Work order
Within the entries that follow, show each line where the word "ApiCategory" occurs.

Stored data entries
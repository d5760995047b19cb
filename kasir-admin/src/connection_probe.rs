/// Frontend-to-backend connection probe
///
/// A small state machine that loads the catalog the way the storefront does
/// and renders what it got as text panels.
///
/// ```text
///            refresh()
///   ┌────────────────────────┐
///   ▼                        │
/// Loading ──► Success ───────┤
///    │                       │
///    └──────► Error ─────────┘
/// ```
///
/// Categories are fetched first, then products. A failure on either moves
/// to `Error` without publishing the list that did load. Only one refresh
/// may be in flight; a second one is refused instead of racing the first.

use crate::api_client::{ApiCategory, ApiClient, ApiProduct};
use crate::error::NetworkError;
use async_trait::async_trait;
use std::fmt::Write;
use std::sync::atomic::{AtomicBool, Ordering};
use std::sync::{Mutex, PoisonError};
use tracing::{error, info};

/// Product cards shown before the remainder is summarized
pub const MAX_PRODUCT_CARDS: usize = 8;

/// Where the probe loads the catalog from
#[async_trait]
pub trait CatalogSource: Send + Sync {
    async fn categories(&self) -> Result<Vec<ApiCategory>, NetworkError>;

    async fn products(&self) -> Result<Vec<ApiProduct>, NetworkError>;
}

#[async_trait]
impl CatalogSource for ApiClient {
    async fn categories(&self) -> Result<Vec<ApiCategory>, NetworkError> {
        self.fetch_categories().await
    }

    async fn products(&self) -> Result<Vec<ApiProduct>, NetworkError> {
        self.fetch_products().await
    }
}

/// Current view of the catalog
#[derive(Debug, Clone, PartialEq, Eq)]
pub enum ProbeState {
    Loading,
    Success {
        categories: Vec<ApiCategory>,
        products: Vec<ApiProduct>,
    },
    Error {
        message: String,
    },
}

/// Result of asking for a refresh
#[derive(Debug, Clone, PartialEq, Eq)]
pub enum RefreshOutcome {
    /// The refresh ran; holds the state it ended in
    Completed(ProbeState),

    /// Another refresh was still running; nothing changed
    AlreadyInFlight,
}

/// Clears the in-flight flag when the refresh ends or is dropped
struct InFlight<'a>(&'a AtomicBool);

impl<'a> InFlight<'a> {
    fn acquire(flag: &'a AtomicBool) -> Option<Self> {
        flag.compare_exchange(false, true, Ordering::AcqRel, Ordering::Acquire)
            .ok()
            .map(|_| InFlight(flag))
    }
}

impl Drop for InFlight<'_> {
    fn drop(&mut self) {
        self.0.store(false, Ordering::Release);
    }
}

/// The probe itself
pub struct ConnectionProbe<S> {
    source: S,
    state: Mutex<ProbeState>,
    in_flight: AtomicBool,
}

impl<S: CatalogSource> ConnectionProbe<S> {
    /// New probe in the `Loading` state; nothing is fetched yet
    pub fn new(source: S) -> Self {
        Self {
            source,
            state: Mutex::new(ProbeState::Loading),
            in_flight: AtomicBool::new(false),
        }
    }

    /// Snapshot of the current state
    pub fn state(&self) -> ProbeState {
        self.state
            .lock()
            .unwrap_or_else(PoisonError::into_inner)
            .clone()
    }

    fn set_state(&self, next: ProbeState) {
        *self.state.lock().unwrap_or_else(PoisonError::into_inner) = next;
    }

    pub fn is_in_flight(&self) -> bool {
        self.in_flight.load(Ordering::Acquire)
    }

    /// Reloads the catalog
    ///
    /// Used both for the initial load and for the refresh/retry action.
    pub async fn refresh(&self) -> RefreshOutcome {
        let Some(_guard) = InFlight::acquire(&self.in_flight) else {
            return RefreshOutcome::AlreadyInFlight;
        };

        self.set_state(ProbeState::Loading);
        info!("🔍 Testing frontend to backend connection...");

        let next = match self.load().await {
            Ok((categories, products)) => ProbeState::Success {
                categories,
                products,
            },
            Err(message) => {
                error!("❌ API Test failed: {}", message);
                ProbeState::Error { message }
            }
        };

        self.set_state(next.clone());
        RefreshOutcome::Completed(next)
    }

    async fn load(&self) -> Result<(Vec<ApiCategory>, Vec<ApiProduct>), String> {
        let categories = self
            .source
            .categories()
            .await
            .map_err(|e| failure_message("Categories", &e))?;
        info!(count = categories.len(), "✅ Categories loaded");

        let products = self
            .source
            .products()
            .await
            .map_err(|e| failure_message("Products", &e))?;
        info!(count = products.len(), "✅ Products loaded");

        Ok((categories, products))
    }
}

fn failure_message(api: &str, err: &NetworkError) -> String {
    match err.status() {
        Some(status) => format!("{api} API failed: {status}"),
        None => format!("{api} API failed: {err}"),
    }
}

/// Formats whole rupiah with `.` as the thousands separator
pub fn format_rupiah(amount: i64) -> String {
    let digits = amount.unsigned_abs().to_string();
    let mut grouped = String::with_capacity(digits.len() + digits.len() / 3 + 1);

    if amount < 0 {
        grouped.push('-');
    }

    for (i, ch) in digits.chars().enumerate() {
        if i > 0 && (digits.len() - i) % 3 == 0 {
            grouped.push('.');
        }
        grouped.push(ch);
    }

    grouped
}

/// Renders a state as text panels
pub fn render(state: &ProbeState) -> String {
    let mut out = String::new();

    // Writing into a String cannot fail
    let _ = match state {
        ProbeState::Loading => write!(out, "⏳ Loading catalog..."),
        ProbeState::Error { message } => {
            write!(out, "Connection Error\n{message}\n[Retry]")
        }
        ProbeState::Success {
            categories,
            products,
        } => render_success(&mut out, categories, products),
    };

    out
}

fn render_success(
    out: &mut String,
    categories: &[ApiCategory],
    products: &[ApiProduct],
) -> std::fmt::Result {
    writeln!(out, "✅ Connection Successful!")?;
    writeln!(out, "Frontend successfully connected to backend API")?;
    writeln!(out)?;

    writeln!(out, "📂 Categories ({})", categories.len())?;
    for category in categories {
        writeln!(out, " - {}", category.name)?;
        if let Some(description) = &category.description {
            writeln!(out, "   {description}")?;
        }
        writeln!(out, "   {} products", category.product_count())?;
    }
    writeln!(out)?;

    writeln!(out, "📦 Products ({})", products.len())?;
    for product in products.iter().take(MAX_PRODUCT_CARDS) {
        writeln!(out, " - {}", product.name)?;
        if let Some(category) = &product.category {
            writeln!(out, "   {}", category.name)?;
        }
        writeln!(out, "   Rp {}", format_rupiah(product.price))?;
        writeln!(out, "   Stock: {}", product.stock)?;
        if let Some(barcode) = product.barcode.as_deref().filter(|b| !b.is_empty()) {
            writeln!(out, "   📷 {barcode}")?;
        }
    }
    if products.len() > MAX_PRODUCT_CARDS {
        writeln!(
            out,
            "... and {} more products",
            products.len() - MAX_PRODUCT_CARDS
        )?;
    }
    writeln!(out)?;

    write!(out, "[🔄 Refresh Data]")
}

Output below
use crate::api_client::{ApiCategory, ApiClient, ApiProduct};
    async fn categories(&self) -> Result<Vec<ApiCategory>, NetworkError>;
    async fn categories(&self) -> Result<Vec<ApiCategory>, NetworkError> {
        categories: Vec<ApiCategory>,
    async fn load(&self) -> Result<(Vec<ApiCategory>, Vec<ApiProduct>), String> {
    categories: &[ApiCategory],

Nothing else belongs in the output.